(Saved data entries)
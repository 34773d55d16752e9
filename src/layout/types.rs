use alloy_primitives::U256;

/// Typed form of one entry of the layout's type table.
#[derive(Debug, Clone, PartialEq, Eq)]
pub struct TypeDescriptor {
    /// Human-readable type name, e.g. `mapping(address => uint256)`
    pub label: String,
    /// Bytes the type occupies in storage (the value width for scalars)
    pub number_of_bytes: u64,
    /// How values of this type are laid out
    pub encoding: Encoding,
}

/// Storage strategy of a type.
#[derive(Debug, Clone, PartialEq, Eq)]
pub enum Encoding {
    /// Fixed location, possibly packed with neighbours
    Inplace(Inplace),
    /// Length at the declared slot, elements from `keccak256(slot)`
    DynamicArray {
        /// Element type
        base: String,
    },
    /// `bytes` or `string`: short inline or long hash-addressed payload
    Bytes {
        /// Decode the payload as UTF-8
        is_string: bool,
    },
    /// Values at `keccak256(key ++ slot)`
    Mapping {
        /// Key type
        key: String,
        /// Value type
        value: String,
    },
}

/// Shapes of an `inplace` type.
#[derive(Debug, Clone, PartialEq, Eq)]
pub enum Inplace {
    /// Value type occupying `number_of_bytes` of one slot
    Scalar(ScalarKind),
    /// Struct with members at relative slots and offsets
    Struct(Vec<StructMember>),
    /// Fixed-size array `T[length]` laid out from the declared slot
    Array {
        /// Element type
        base: String,
        /// Declared length
        length: u64,
    },
}

/// Member of a struct type.
#[derive(Debug, Clone, PartialEq, Eq)]
pub struct StructMember {
    pub label: String,
    pub type_id: String,
    /// Slot relative to the struct's base slot
    pub slot: U256,
    /// Byte offset inside that slot, from the low-order end
    pub offset: u8,
}

/// Interpretation of a value type's bytes.
#[derive(Debug, Clone, Copy, PartialEq, Eq)]
pub enum ScalarKind {
    Bool,
    /// Unsigned integer of the given bit width
    Uint(u16),
    /// Two's-complement signed integer of the given bit width
    Int(u16),
    /// `address`, `address payable` and contract references
    Address,
    /// `bytesN`
    FixedBytes(u8),
    /// Anything else; passed through as raw bytes
    Other,
}

impl ScalarKind {
    /// Classify a value type from its solc type identifier.
    ///
    /// Enums are stored as the smallest unsigned integer that fits, so they
    /// decode as `Uint` of the declared width.
    pub fn from_type_id(type_id: &str, number_of_bytes: u64) -> Self {
        if type_id == "t_bool" {
            return Self::Bool;
        }
        if type_id.starts_with("t_address") || type_id.starts_with("t_contract(") {
            return Self::Address;
        }
        if type_id.starts_with("t_enum(") {
            return Self::Uint((number_of_bytes * 8) as u16);
        }
        if let Some(bits) = numeric_suffix(type_id, "t_uint") {
            return Self::Uint(bits);
        }
        if let Some(bits) = numeric_suffix(type_id, "t_int") {
            return Self::Int(bits);
        }
        if let Some(width) = numeric_suffix(type_id, "t_bytes") {
            if (1..=32).contains(&width) {
                return Self::FixedBytes(width as u8);
            }
        }
        Self::Other
    }
}

impl TypeDescriptor {
    /// Whether this is a single-slot value type (bool, integers, address, bytesN, enum).
    pub fn is_value_type(&self) -> bool {
        matches!(self.encoding, Encoding::Inplace(Inplace::Scalar(_)))
    }

    /// Whether the aggregate view of an enclosing struct should skip this type.
    ///
    /// Dynamic arrays are only read on explicit index request; mappings cannot
    /// be enumerated at all.
    pub fn is_lazy(&self) -> bool {
        matches!(self.encoding, Encoding::DynamicArray { .. } | Encoding::Mapping { .. })
    }
}

/// `t_uint256` → 256, `t_bytes4` → 4; `None` when the rest is not all digits.
fn numeric_suffix(type_id: &str, prefix: &str) -> Option<u16> {
    let rest = type_id.strip_prefix(prefix)?;
    if rest.is_empty() || !rest.bytes().all(|b| b.is_ascii_digit()) {
        return None;
    }
    rest.parse().ok()
}

/// Declared length of a fixed-size array: `t_array(t_uint64)3_storage` → 3.
///
/// Falls back to the trailing `[n]` of the label.
pub(crate) fn static_array_length(type_id: &str, label: &str) -> Option<u64> {
    let from_id = type_id
        .rfind(')')
        .map(|close| &type_id[close + 1..])
        .map(|tail| tail.split('_').next().unwrap_or(tail))
        .and_then(|digits| digits.parse().ok());

    from_id.or_else(|| {
        let (_, tail) = label.rsplit_once('[')?;
        tail.strip_suffix(']')?.parse().ok()
    })
}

### What you are asked to do
All that is needed is the exact run of lines above from the line containing "Unsigned integer of the given bit width" through the line containing "not all digits.", both of them included.

### Written solution
    /// Unsigned integer of the given bit width
    Uint(u16),
    /// Two's-complement signed integer of the given bit width
    Int(u16),
    /// `address`, `address payable` and contract references
    Address,
    /// `bytesN`
    FixedBytes(u8),
    /// Anything else; passed through as raw bytes
    Other,
}

impl ScalarKind {
    /// Classify a value type from its solc type identifier.
    ///
    /// Enums are stored as the smallest unsigned integer that fits, so they
    /// decode as `Uint` of the declared width.
    pub fn from_type_id(type_id: &str, number_of_bytes: u64) -> Self {
        if type_id == "t_bool" {
            return Self::Bool;
        }
        if type_id.starts_with("t_address") || type_id.starts_with("t_contract(") {
            return Self::Address;
        }
        if type_id.starts_with("t_enum(") {
            return Self::Uint((number_of_bytes * 8) as u16);
        }
        if let Some(bits) = numeric_suffix(type_id, "t_uint") {
            return Self::Uint(bits);
        }
        if let Some(bits) = numeric_suffix(type_id, "t_int") {
            return Self::Int(bits);
        }
        if let Some(width) = numeric_suffix(type_id, "t_bytes") {
            if (1..=32).contains(&width) {
                return Self::FixedBytes(width as u8);
            }
        }
        Self::Other
    }
}

impl TypeDescriptor {
    /// Whether this is a single-slot value type (bool, integers, address, bytesN, enum).
    pub fn is_value_type(&self) -> bool {
        matches!(self.encoding, Encoding::Inplace(Inplace::Scalar(_)))
    }

    /// Whether the aggregate view of an enclosing struct should skip this type.
    ///
    /// Dynamic arrays are only read on explicit index request; mappings cannot
    /// be enumerated at all.
    pub fn is_lazy(&self) -> bool {
        matches!(self.encoding, Encoding::DynamicArray { .. } | Encoding::Mapping { .. })
    }
}

/// `t_uint256` → 256, `t_bytes4` → 4; `None` when the rest is not all digits.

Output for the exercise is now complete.